Goldman Sachs analyst Chris Shibutani initiated coverage on Pfizer and Johnson & Johnson on Friday, tagging both high-profile healthcare industry stocks with neutral recommendations.
Shibutani is concerned with what he considers to be Pfizer's somewhat cloudy future, despite the great success of the Comirnaty coronavirus vaccine it developed with German biotech BioNTech.
"Our views on [Pfizer] come down to that we estimate around one-third of its current valuation is attributed to the COVID-19 vaccine and therapeutic [products], and we feel the trajectory for both remains highly uncertain," he wrote.

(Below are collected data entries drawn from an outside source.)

use crate::domain::{Hash, KeyId, KvRecord};

pub const SOURCE: KeyId = KeyId([0xAA; 20]);
pub const DESTINATION: KeyId = KeyId([0xBB; 20]);

pub fn txid(n: u8) -> Hash {
    let mut h = [0u8; 32];
    h[0] = n;
    h[31] = 0x7f;
    h
}

pub fn make_record(tx: u8, key: &str, value: &str) -> KvRecord {
    make_record_with(tx, SOURCE, DESTINATION, key, value)
}

pub fn make_record_with(
    tx: u8,
    source: KeyId,
    destination: KeyId,
    key: &str,
    value: &str,
) -> KvRecord {
    KvRecord::new(txid(tx), source, destination, key, value)
}
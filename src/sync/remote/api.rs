//! Remote store contract.
//!
//! The weakly-consistent store is the only coordination medium between the
//! two devices. Everything the engine needs from it is behind this trait:
//! last-write-wins `set`, conditional writes for race-free publication,
//! an atomic increment for the balance, and subtree change subscriptions.

use async_trait::async_trait;
use serde_json::Value;
use tokio::sync::mpsc;

use crate::sync::error::RemoteError;

/// Guard on a conditional write.
#[derive(Debug, Clone, PartialEq)]
pub enum Predicate {
    /// Commit only if no value exists at the path. This is the primitive
    /// behind publish-if-absent and the reward ledger claim.
    Absent,
    /// Commit only if the current value equals the given one.
    Equals(Value),
}

/// Result of a conditional write. `PredicateFailed` is not an error: for
/// every use in this engine it means "someone else got there first".
#[derive(Debug, Clone, Copy, PartialEq, Eq)]
pub enum WriteOutcome {
    Committed,
    PredicateFailed,
}

/// One change delivered by a subscription.
#[derive(Debug, Clone)]
pub struct ChangeNotice {
    /// Exact path that was written or removed.
    pub path: String,
    /// New value, or `None` for a removal.
    pub value: Option<Value>,
}

/// Live subscription to a path and everything under it.
///
/// Dropping the subscription unsubscribes; the store prunes closed
/// receivers. There is deliberately no way to duplicate one; components
/// that need fan-out hand observers a local channel instead of starting a
/// second store listener.
pub struct Subscription {
    path: String,
    rx: mpsc::UnboundedReceiver<ChangeNotice>,
}

impl Subscription {
    pub fn new(path: String, rx: mpsc::UnboundedReceiver<ChangeNotice>) -> Self {
        Self { path, rx }
    }

    pub fn path(&self) -> &str {
        &self.path
    }

    /// Waits for the next change. `None` once the store side is gone.
    pub async fn recv(&mut self) -> Option<ChangeNotice> {
        self.rx.recv().await
    }

    /// Non-blocking variant for drain loops.
    pub fn try_recv(&mut self) -> Option<ChangeNotice> {
        self.rx.try_recv().ok()
    }
}

/// The remote store seam.
///
/// Per-path guarantees the engine relies on (matching what the backing
/// service offers): `conditional_set` is linearizable per path, and
/// `transaction_increment` never loses an update under concurrent callers.
#[async_trait]
pub trait RemoteStore: Send + Sync {
    async fn get(&self, path: &str) -> Result<Option<Value>, RemoteError>;

    /// Last-write-wins put.
    async fn set(&self, path: &str, value: Value) -> Result<(), RemoteError>;

    async fn conditional_set(
        &self,
        path: &str,
        value: Value,
        predicate: Predicate,
    ) -> Result<WriteOutcome, RemoteError>;

    /// Atomic read-add-write against the current remote value. An absent
    /// path counts from zero. Returns the committed new value.
    async fn transaction_increment(&self, path: &str, delta: i64) -> Result<i64, RemoteError>;

    async fn remove(&self, path: &str) -> Result<(), RemoteError>;

    /// All populated paths strictly under `prefix`.
    async fn list(&self, prefix: &str) -> Result<Vec<String>, RemoteError>;

    /// Subscribes to changes at or under `path`.
    fn subscribe(&self, path: &str) -> Result<Subscription, RemoteError>;
}
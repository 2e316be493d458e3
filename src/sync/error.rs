//! Error taxonomy for the sync engine.
//!
//! Two layers:
//! - [`RemoteError`] is what the store adapter can produce (network-level).
//! - [`SyncError`] is the engine-facing taxonomy. Transient and conflict
//!   conditions are resolved internally by the driver; `PermissionDenied`
//!   and `SchemaIncompatible` are always surfaced to the caller.

use thiserror::Error;

/// Failures produced by the remote store adapter.
#[derive(Debug, Clone, Error, PartialEq, Eq)]
pub enum RemoteError {
    /// Network/timeout class failure. Retried per the driver's backoff policy.
    #[error("transient remote failure: {0}")]
    Transient(String),

    /// Access-control rejection. Fatal: requires an operator/config fix,
    /// never retried.
    #[error("permission denied at {path}")]
    PermissionDenied { path: String },
}

/// Engine-level error taxonomy.
#[derive(Debug, Clone, Error, PartialEq, Eq)]
pub enum SyncError {
    /// Retryable remote failure.
    #[error("transient remote failure: {0}")]
    Transient(String),

    /// Fatal access-control failure, surfaced to the caller.
    #[error("permission denied at {path}")]
    PermissionDenied { path: String },

    /// The remote document was written by a newer app version. Surfaced as
    /// "upgrade required"; no field of the payload may be interpreted.
    #[error("schema version {found} is newer than supported {supported}")]
    SchemaIncompatible { found: u32, supported: u32 },

    /// The remote payload failed structural validation. The whole document
    /// is rejected and the caller re-enters generate-or-adopt.
    #[error("remote payload rejected: {0}")]
    ValidationFailed(String),

    /// A conditional write lost to a concurrent writer. Expected, treated
    /// as a successful no-op.
    #[error("idempotency key already claimed")]
    IdempotencyConflict,

    /// Local state is missing; resync from the remote store.
    #[error("no local state for {0}")]
    NotFound(String),

    /// The content item is past its expiry. Terminal, no retry.
    #[error("content expired")]
    Expired,

    /// The identifier is not guaranteed stable across devices/reinstalls
    /// (e.g. a push-delivery token) and cannot seed a couple key.
    #[error("identifier is not stable across devices: {0:?}")]
    UnstableIdentifier(String),
}

impl SyncError {
    /// Whether the driver may retry the failed operation.
    pub fn is_retryable(&self) -> bool {
        matches!(self, SyncError::Transient(_))
    }

    /// Whether the error must be surfaced to the caller as a fault state
    /// instead of being resolved internally.
    pub fn is_fatal(&self) -> bool {
        matches!(
            self,
            SyncError::PermissionDenied { .. } | SyncError::SchemaIncompatible { .. }
        )
    }
}

impl From<RemoteError> for SyncError {
    fn from(e: RemoteError) -> Self {
        match e {
            RemoteError::Transient(msg) => SyncError::Transient(msg),
            RemoteError::PermissionDenied { path } => SyncError::PermissionDenied { path },
        }
    }
}
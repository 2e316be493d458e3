use anyhow::Result;
use chrono::{NaiveDate, Utc};
use clap::{Parser, ValueEnum};
use std::time::Duration;
use tokio::sync::mpsc;

use duoquest_sync::sync::domain::identity::{ledger_prefix, quest_path};
use duoquest_sync::{
    ContentSetKey, CoupleKey, EngineConfig, ItemId, MemoryStore, ParticipantId, RemoteStore,
    RetryPolicy, StaticCatalog, SyncDriver, SyncNotification,
};

#[derive(ValueEnum, Clone, Debug)]
enum Scenario {
    /// Simultaneous start: priority publishes, the peer adopts.
    Race,
    /// Both complete the same quest at once: one ledger entry, one credit.
    Reward,
    /// A wiped device recovers the exact remote balance.
    Recovery,
}

#[derive(Parser)]
#[command(author, version, about)]
struct Args {
    #[arg(long, default_value = "alice")]
    participant_a: String,

    #[arg(long, default_value = "bob")]
    participant_b: String,

    /// Calendar date of the shared set (defaults to today, UTC).
    #[arg(long)]
    date: Option<NaiveDate>,

    #[arg(long, value_enum, default_value_t = Scenario::Race)]
    scenario: Scenario,
}

struct DeviceSummary {
    name: String,
    item_ids: Vec<String>,
    balance: Option<i64>,
}

type Device = (
    SyncDriver<MemoryStore, StaticCatalog>,
    mpsc::UnboundedReceiver<SyncNotification>,
);

fn device(me: &ParticipantId, peer: &ParticipantId, store: &MemoryStore) -> Result<Device> {
    // Demo-friendly backoff so the adopt path is visible but quick.
    let config = EngineConfig {
        retry: RetryPolicy {
            base_delay: Duration::from_millis(300),
            factor: 2,
            max_delay: Duration::from_secs(1),
            max_attempts: 3,
        },
        reward_amount: 10,
    };
    let (driver, notices) = SyncDriver::new(
        me.clone(),
        peer.clone(),
        store.clone(),
        StaticCatalog,
        config,
        None,
    )?;
    Ok((driver, notices))
}

#[tokio::main]
async fn main() -> Result<()> {
    env_logger::init();
    let args = Args::parse();

    let a = ParticipantId::new(args.participant_a.clone())?;
    let b = ParticipantId::new(args.participant_b.clone())?;
    let date = args.date.unwrap_or_else(|| Utc::now().date_naive());

    println!("[MAIN] scenario: {:?}", args.scenario);
    println!("[MAIN] couple: {}", CoupleKey::derive(&a, &b)?);

    let store = MemoryStore::new();
    match args.scenario {
        Scenario::Race => run_race(&a, &b, &store, date).await?,
        Scenario::Reward => run_reward(&a, &b, &store, date).await?,
        Scenario::Recovery => run_recovery(&a, &b, &store, date).await?,
    }

    Ok(())
}

async fn run_race(
    a: &ParticipantId,
    b: &ParticipantId,
    store: &MemoryStore,
    date: NaiveDate,
) -> Result<()> {
    let (mut dev_a, _na) = device(a, b, store)?;
    let (mut dev_b, _nb) = device(b, a, store)?;

    println!("[RACE] both devices start day {date} with an empty store...");
    dev_b.start_day(date).await;
    dev_a.start_day(date).await;
    tokio::join!(
        dev_a.pump_until_idle(Duration::from_millis(400)),
        dev_b.pump_until_idle(Duration::from_millis(400))
    );

    let key = ContentSetKey::new(dev_a.engine().couple_key().clone(), date);
    let doc = store.get(&quest_path(&key)).await?;
    println!(
        "[RACE] canonical set generated by: {}",
        doc.as_ref()
            .and_then(|d| d["generated_by"].as_str().map(String::from))
            .unwrap_or_else(|| "<none>".into())
    );

    print_comparison(&[summarize(a, &dev_a, &key), summarize(b, &dev_b, &key)]);
    Ok(())
}

async fn run_reward(
    a: &ParticipantId,
    b: &ParticipantId,
    store: &MemoryStore,
    date: NaiveDate,
) -> Result<()> {
    let (mut dev_a, _na) = device(a, b, store)?;
    let (mut dev_b, _nb) = device(b, a, store)?;

    dev_a.on_foreground().await?;
    dev_b.on_foreground().await?;
    dev_b.start_day(date).await;
    dev_a.start_day(date).await;
    tokio::join!(
        dev_a.pump_until_idle(Duration::from_millis(400)),
        dev_b.pump_until_idle(Duration::from_millis(400))
    );

    let key = ContentSetKey::new(dev_a.engine().couple_key().clone(), date);
    let item: ItemId = dev_a
        .engine()
        .adopted_set(&key)
        .expect("set adopted")
        .items[0]
        .id
        .clone();

    println!("[REWARD] both participants complete {item} within the same instant...");
    dev_a.complete_item(&item).await?;
    dev_b.complete_item(&item).await?;
    tokio::join!(
        dev_a.pump_until_idle(Duration::from_millis(400)),
        dev_b.pump_until_idle(Duration::from_millis(400))
    );

    let couple = dev_a.engine().couple_key().clone();
    let entries = store.list(&ledger_prefix(&couple)).await?;
    println!("[REWARD] ledger entries for the item: {}", entries.len());
    println!("[REWARD] balance: {}", dev_a.balance().resync().await?);

    print_comparison(&[summarize(a, &dev_a, &key), summarize(b, &dev_b, &key)]);
    Ok(())
}

async fn run_recovery(
    a: &ParticipantId,
    b: &ParticipantId,
    store: &MemoryStore,
    date: NaiveDate,
) -> Result<()> {
    {
        let (dev_a, _na) = device(a, b, store)?;
        dev_a.balance().credit(500).await?;
        println!("[RECOVERY] seeded remote balance to 500, wiping device B...");
    }

    let (mut dev_b, _nb) = device(b, a, store)?;
    println!(
        "[RECOVERY] fresh device B, local cache before first read: {:?}",
        dev_b.balance().cached()
    );
    dev_b.on_foreground().await?;
    dev_b.start_day(date).await;
    dev_b.pump_until_idle(Duration::from_millis(400)).await;

    println!(
        "[RECOVERY] resynchronized balance: {:?}",
        dev_b.balance().cached()
    );
    let key = ContentSetKey::new(dev_b.engine().couple_key().clone(), date);
    print_comparison(&[summarize(b, &dev_b, &key)]);
    Ok(())
}

fn summarize(
    name: &ParticipantId,
    driver: &SyncDriver<MemoryStore, StaticCatalog>,
    key: &ContentSetKey,
) -> DeviceSummary {
    DeviceSummary {
        name: name.to_string(),
        item_ids: driver
            .engine()
            .adopted_set(key)
            .map(|s| s.item_ids().iter().map(|i| i.to_string()).collect())
            .unwrap_or_default(),
        balance: driver.balance().cached(),
    }
}

fn print_comparison(devices: &[DeviceSummary]) {
    println!();
    println!("==================================================");
    println!("                 DEVICE COMPARISON                ");
    println!("==================================================");
    for d in devices {
        println!(
            "{:<10} | balance {:<8} | items {}",
            d.name,
            d.balance.map(|b| b.to_string()).unwrap_or_else(|| "-".into()),
            if d.item_ids.is_empty() {
                "<none>".into()
            } else {
                d.item_ids.join(", ")
            }
        );
    }
    if let [x, y] = devices {
        println!("--------------------------------------------------");
        println!(
            "Converged: {}",
            if x.item_ids == y.item_ids { "YES" } else { "NO" }
        );
    }
    println!("==================================================");
}
//! Re-read backoff policy.
//!
//! One explicit object instead of ad hoc nested timers: the engine asks for
//! the delay of attempt N, the driver runs it on a cancellable timer.

use std::time::Duration;

#[derive(Debug, Clone)]
pub struct RetryPolicy {
    pub base_delay: Duration,
    pub factor: u32,
    pub max_delay: Duration,
    /// Re-reads after the initial fetch. Bounds the total wait so a
    /// permanently offline peer never blocks the day.
    pub max_attempts: u32,
}

impl Default for RetryPolicy {
    fn default() -> Self {
        Self {
            base_delay: Duration::from_secs(3),
            factor: 2,
            max_delay: Duration::from_secs(12),
            max_attempts: 3,
        }
    }
}

impl RetryPolicy {
    /// Delay before re-read `attempt` (1-based): capped exponential.
    pub fn delay(&self, attempt: u32) -> Duration {
        let exp = self.factor.saturating_pow(attempt.saturating_sub(1));
        self.base_delay.saturating_mul(exp).min(self.max_delay)
    }

    pub fn exhausted(&self, attempt: u32) -> bool {
        attempt > self.max_attempts
    }

    /// Worst-case total wait across all attempts.
    pub fn total_wait(&self) -> Duration {
        (1..=self.max_attempts).map(|a| self.delay(a)).sum()
    }
}
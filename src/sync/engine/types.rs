//! Engine messages: events in, commands out, notifications to the caller.

use std::time::Duration;

use chrono::{DateTime, Utc};
use serde_json::Value;

use crate::sync::domain::identity::{ContentSetKey, ParticipantId};
use crate::sync::domain::model::{ContentSet, ItemId, ItemState, RewardLedgerEntry};
use crate::sync::error::SyncError;

/// Signals from the outside world, fed to the engine by the driver.
#[derive(Debug, Clone)]
pub enum EngineEvent {
    /// The caller asked for the daily set for this key.
    DayStarted { key: ContentSetKey },

    /// Result of a `FetchSet` command. `None` means the path is absent.
    RemoteSetFetched {
        key: ContentSetKey,
        payload: Option<Value>,
    },

    /// A `FetchSet` command failed at the store.
    FetchFailed { key: ContentSetKey, error: SyncError },

    /// Result of a `PublishSet` conditional write.
    PublishOutcome { key: ContentSetKey, committed: bool },

    /// A scheduled re-read timer fired.
    RetryElapsed { key: ContentSetKey },

    /// One completion slot was observed (live notification or initial
    /// resync). Delivered redundantly; the engine must stay correct when
    /// the same slot is seen any number of times, in any order.
    CompletionSlotSeen {
        key: ContentSetKey,
        item_id: ItemId,
        participant: ParticipantId,
        at: DateTime<Utc>,
    },

    /// Result of a `ClaimReward` conditional write. `won == false` means
    /// the peer's claim committed first, which is a successful no-op.
    LedgerClaimOutcome { item_id: ItemId, won: bool },

    /// Result of a `CreditBalance` atomic increment.
    RewardCredited { item_id: ItemId, new_balance: i64 },
}

/// Side effects for the driver to execute.
#[derive(Debug, Clone)]
pub enum EngineCommand {
    /// Read the remote content set document.
    FetchSet { key: ContentSetKey },

    /// Publish a freshly generated set. Conditional either way: absent-only
    /// normally, or replace-if-unchanged when a rejected payload is being
    /// regenerated over (`replacing` holds the exact document we rejected).
    PublishSet {
        key: ContentSetKey,
        set: ContentSet,
        replacing: Option<Value>,
    },

    /// Re-read the set after `delay`. Cancellable: the driver drops the
    /// timer when the day's context is torn down.
    ScheduleRetry { key: ContentSetKey, delay: Duration },

    /// Subscribe to the day's completion subtree and replay any slots
    /// already present remotely.
    WatchCompletion { key: ContentSetKey },

    /// Conditionally create the reward ledger entry for this item.
    ClaimReward {
        item_id: ItemId,
        entry: RewardLedgerEntry,
    },

    /// Atomically credit the balance. Issued only after winning the claim.
    CreditBalance { item_id: ItemId, amount: i64 },

    /// Deliver a notification to the caller.
    Notify(SyncNotification),
}

/// Engine → caller events.
#[derive(Debug, Clone)]
pub enum SyncNotification {
    /// The daily set is adopted locally. `fallback` marks the documented
    /// divergence edge case (peer never published, we generated last-resort).
    ContentSetReady { set: ContentSet, fallback: bool },

    /// An item moved forward in its lifecycle.
    CompletionChanged { item_id: ItemId, state: ItemState },

    /// The authoritative balance changed.
    BalanceChanged(i64),

    /// A fatal condition the caller must surface (upgrade required,
    /// permissions). Never emitted for conditions the engine resolves
    /// internally.
    Fault { error: SyncError, context: String },
}
//! Schema version gate.
//!
//! Every root document carries a `schema_version`. Reads pass through the
//! gate before any other field is looked at: newer-than-supported fails with
//! `SchemaIncompatible` (surfaced as "upgrade required"), older versions are
//! migrated in memory before use.
//!
//! Migration functions are pure, total (missing optional fields get explicit
//! defaults, never a panic) and idempotent (applying one twice is a no-op).

use std::collections::BTreeMap;

use serde_json::Value;

use crate::sync::domain::model::SCHEMA_VERSION;
use crate::sync::error::SyncError;

pub type Migration = fn(Value) -> Value;

pub struct SchemaGate {
    /// from-version -> migration producing from-version + 1.
    migrations: BTreeMap<u32, Migration>,
}

impl Default for SchemaGate {
    fn default() -> Self {
        Self::new()
    }
}

impl SchemaGate {
    /// Gate with the built-in migration chain registered.
    pub fn new() -> Self {
        let mut migrations: BTreeMap<u32, Migration> = BTreeMap::new();
        migrations.insert(1, migrate_v1_default_optional_flag);
        Self { migrations }
    }

    #[cfg(test)]
    pub fn with_migration(mut self, from: u32, m: Migration) -> Self {
        self.migrations.insert(from, m);
        self
    }

    /// Checks the version and migrates the payload up to [`SCHEMA_VERSION`].
    ///
    /// On `SchemaIncompatible` no field of the payload has been interpreted.
    pub fn pass(&self, mut raw: Value) -> Result<Value, SyncError> {
        let found = raw
            .get("schema_version")
            .and_then(Value::as_u64)
            .ok_or_else(|| SyncError::ValidationFailed("missing `schema_version`".into()))?
            as u32;

        if found > SCHEMA_VERSION {
            return Err(SyncError::SchemaIncompatible {
                found,
                supported: SCHEMA_VERSION,
            });
        }

        let mut version = found;
        while version < SCHEMA_VERSION {
            // A gap in the chain means this build cannot read the document.
            let migrate = self.migrations.get(&version).ok_or(SyncError::SchemaIncompatible {
                found: version,
                supported: SCHEMA_VERSION,
            })?;
            log::debug!("[SCHEMA] migrating document v{} -> v{}", version, version + 1);
            raw = migrate(raw);
            version += 1;
            raw["schema_version"] = Value::from(version);
        }

        Ok(raw)
    }

    /// Stamps the current version on an outgoing root document.
    pub fn stamp(raw: &mut Value) {
        raw["schema_version"] = Value::from(SCHEMA_VERSION);
    }
}

/// v1 items predate `is_optional`; default it to required.
fn migrate_v1_default_optional_flag(mut raw: Value) -> Value {
    if let Some(items) = raw.get_mut("items").and_then(Value::as_array_mut) {
        for item in items {
            if let Some(obj) = item.as_object_mut() {
                obj.entry("is_optional").or_insert(Value::Bool(false));
            }
        }
    }
    raw
}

As for Johnson & Johnson, the prognosticator feels the stock is also fairly valued. However, he sounded a more optimistic note about the company's potential.
"With [Johnson & Johnson] in the midst of transitions across several domains for the organization ... we see possibilities -- even within an organization of [Johnson & Johnson]'s scale and scope -- for additional potentially disruptive opportunities to develop that could reshape the investment thesis, in our view," he wrote.
Last month, Johnson & Johnson announced plans to spin off its sprawling consumer healthcare division.
Shibutani's price target on Pfizer stock is $51 per share, and that for Johnson & Johnson is $161.
Pfizer and Johnson & Johnson are certainly heading into some uncertain waters -- both with the coronavirus and, in the latter company's case, the apparently looming spinoff. To my mind, though, the two companies have plenty of strength in numerous product areas outside of their respective vaccines, so investors shouldn't be too discouraged by Goldman Sachs' latest evaluations.